Oireachtas Joint and Select Committees

Tuesday, 8 November 2016

Joint Oireachtas Committee on Agriculture, Food and the Marine

Fishing Industry: Discussion

5:00 pm

Ms Tara McCarthy:

Yes, we would be delighted to share it with the committee.

I am not personally aware of onshore tests going on. The large offshore projects have stopped. On 8 December, a national aquaculture strategy was launched by the Department which put the maximum size of any fish farm in Ireland at 5,000 tonnes. The original application for the Galway farm was for 15,000 tonnes. BIM withdrew its application, based on that recommendation of the national aquaculture plan. We have no intention of resubmitting any plan of that size.
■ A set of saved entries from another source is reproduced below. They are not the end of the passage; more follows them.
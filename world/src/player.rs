use std::collections::BTreeMap;

use gremlins_core::{
    CellCoord, CooldownSnapshot, Direction, Etherealness, Event, FireKey, FrameInput, PixelPoint,
    PlayerSnapshot, ProjectileKind, PLAYER_SPEED,
};

use crate::{
    grid::Grid,
    mover::Mover,
    projectile::Projectiles,
    weapon::{Armory, Weapon},
};

/// Wizard controlled through sampled frame input.
#[derive(Debug)]
pub struct Player {
    mover: Mover,
    lives: u32,
    weapons: BTreeMap<FireKey, Weapon>,
    powerups: Vec<CellCoord>,
}

impl Player {
    /// Creates a wizard holding only the fireball launcher.
    #[must_use]
    pub fn new(lives: u32, armory: &Armory) -> Self {
        let mut weapons = BTreeMap::new();
        let _ = weapons.insert(FireKey::Primary, armory.issue(ProjectileKind::Fireball));
        Self {
            mover: Mover::new(
                PixelPoint::new(0, 0),
                Direction::East,
                PLAYER_SPEED,
                Etherealness::SOLID,
            ),
            lives,
            weapons,
            powerups: Vec::new(),
        }
    }

    /// Movement state of the wizard.
    #[must_use]
    pub const fn mover(&self) -> &Mover {
        &self.mover
    }

    /// Lives left, including the current one.
    #[must_use]
    pub const fn lives(&self) -> u32 {
        self.lives
    }

    /// Cells of the powerups whose weapons the wizard currently holds.
    #[must_use]
    pub fn powerups(&self) -> &[CellCoord] {
        &self.powerups
    }

    /// Reports whether a weapon is bound to `key`.
    #[must_use]
    pub fn holds(&self, key: FireKey) -> bool {
        self.weapons.contains_key(&key)
    }

    /// Weapon bound to `key`, if any.
    #[must_use]
    pub fn weapon(&self, key: FireKey) -> Option<&Weapon> {
        self.weapons.get(&key)
    }

    /// Places the wizard on `cell`, cancelling any move and facing east.
    pub fn spawn_at(&mut self, cell: CellCoord) {
        self.mover.relocate(PixelPoint::from_cell(cell));
        self.mover.turn(Direction::East);
    }

    /// Attempts the held movement directions in input order.
    ///
    /// The first accepted move wins; until then every attempt turns the wizard.
    pub fn handle_movement(&mut self, input: &FrameInput, grid: &Grid) {
        for direction in input.held_directions() {
            let _ = self.mover.start_move(direction, grid, false);
        }
    }

    /// Advances the current move and cools every weapon down.
    pub fn tick(&mut self) {
        let _ = self.mover.advance_move();
        for weapon in self.weapons.values_mut() {
            weapon.tick_cooldown();
        }
    }

    /// Fires the weapon bound to `key` along the wizard's facing.
    pub fn use_weapon(
        &mut self,
        key: FireKey,
        projectiles: &mut Projectiles,
        out_events: &mut Vec<Event>,
    ) -> bool {
        let position = self.mover.position();
        let facing = self.mover.facing();
        self.weapons
            .get_mut(&key)
            .is_some_and(|weapon| weapon.fire(position, facing, projectiles, out_events))
    }

    /// Binds a powerup weapon and records the powerup it came from.
    pub fn grant(&mut self, key: FireKey, weapon: Weapon, source: CellCoord) {
        let _ = self.weapons.insert(key, weapon);
        if !self.powerups.contains(&source) {
            self.powerups.push(source);
        }
    }

    /// Removes the weapon a powerup granted.
    pub fn revoke(&mut self, key: FireKey, source: CellCoord) {
        if key != FireKey::Primary {
            let _ = self.weapons.remove(&key);
        }
        self.powerups.retain(|cell| *cell != source);
    }

    /// Takes a life and strips every powerup weapon; returns whether lives remain.
    pub fn remove_life(&mut self) -> bool {
        self.lives = self.lives.saturating_sub(1);
        self.weapons.retain(|key, _| *key == FireKey::Primary);
        self.powerups.clear();
        self.lives > 0
    }

    /// Cooldowns of every held weapon ordered by fire key.
    #[must_use]
    pub fn cooldowns(&self) -> Vec<CooldownSnapshot> {
        self.weapons
            .iter()
            .map(|(key, weapon)| CooldownSnapshot {
                key: *key,
                fraction: weapon.cooldown_fraction(),
            })
            .collect()
    }

    pub(crate) fn snapshot(&self) -> PlayerSnapshot {
        PlayerSnapshot {
            position: self.mover.position(),
            facing: self.mover.facing(),
            lives: self.lives,
        }
    }
}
I challenge Senator Trevor Ó Clochartaigh's assumption that the industry is dying on its feet. There are industry challenges but there are significant opportunities for this industry as well. What we are looking to do is create the supports we give in a channelled way to help where the challenges lie. We put a lot of thought into the spaces in which we should be operating. It is one of the most fantastic and challenging aspects of being an agency established since 1952. It has probably done a bit of everything over that period. Focus is the key skill which we have to maintain.

Over the past year, focus has been the absolute priority in our organisation. We want to be the best at doing the four key actions we outlined today. We want to be the best at providing a talent stream to this industry. There is a war for talent and if we cannot attract talent, we believe we will lose that war and then we will be dying on our feet. We are looking to create a skills roadmap. A tender for creating that roadmap for the industry will be issued over the next ten days.

We will be looking at the skills and the parity of esteem, a point raised earlier, to attract people into the industry. If someone comes into the industry, how transferable are their skills? How do we identify the future leaders of our industry? What skills can we provide them with and how do we train people to be businessmen and businesswomen of our industry, not just driving a boat? That is the key change. This industry will not die on its feet if it has the best people working in it.

Clearly, sustainability has to be part of the DNA of our industry. There is a significant amount of work being done in that space. The industry is very poor at articulating just how much it is doing in this regard, however. We need to help and design methods of doing that.

Like I mentioned earlier, there needs to be a culture of innovation. If we think we can do the same things we did in 1952, we will die on our feet. How does one build the culture of innovation into our industry to allow it to manage within the constraints in which it must operate? We are not challenged with implementing all of the controls. However, we would fundamentally support the idea that the industry has to be controlled. It has to work within a sustainable infrastructure because that allows us to have a marketable product, in which, at the end, our customers can have faith and for which they can pay a premium price.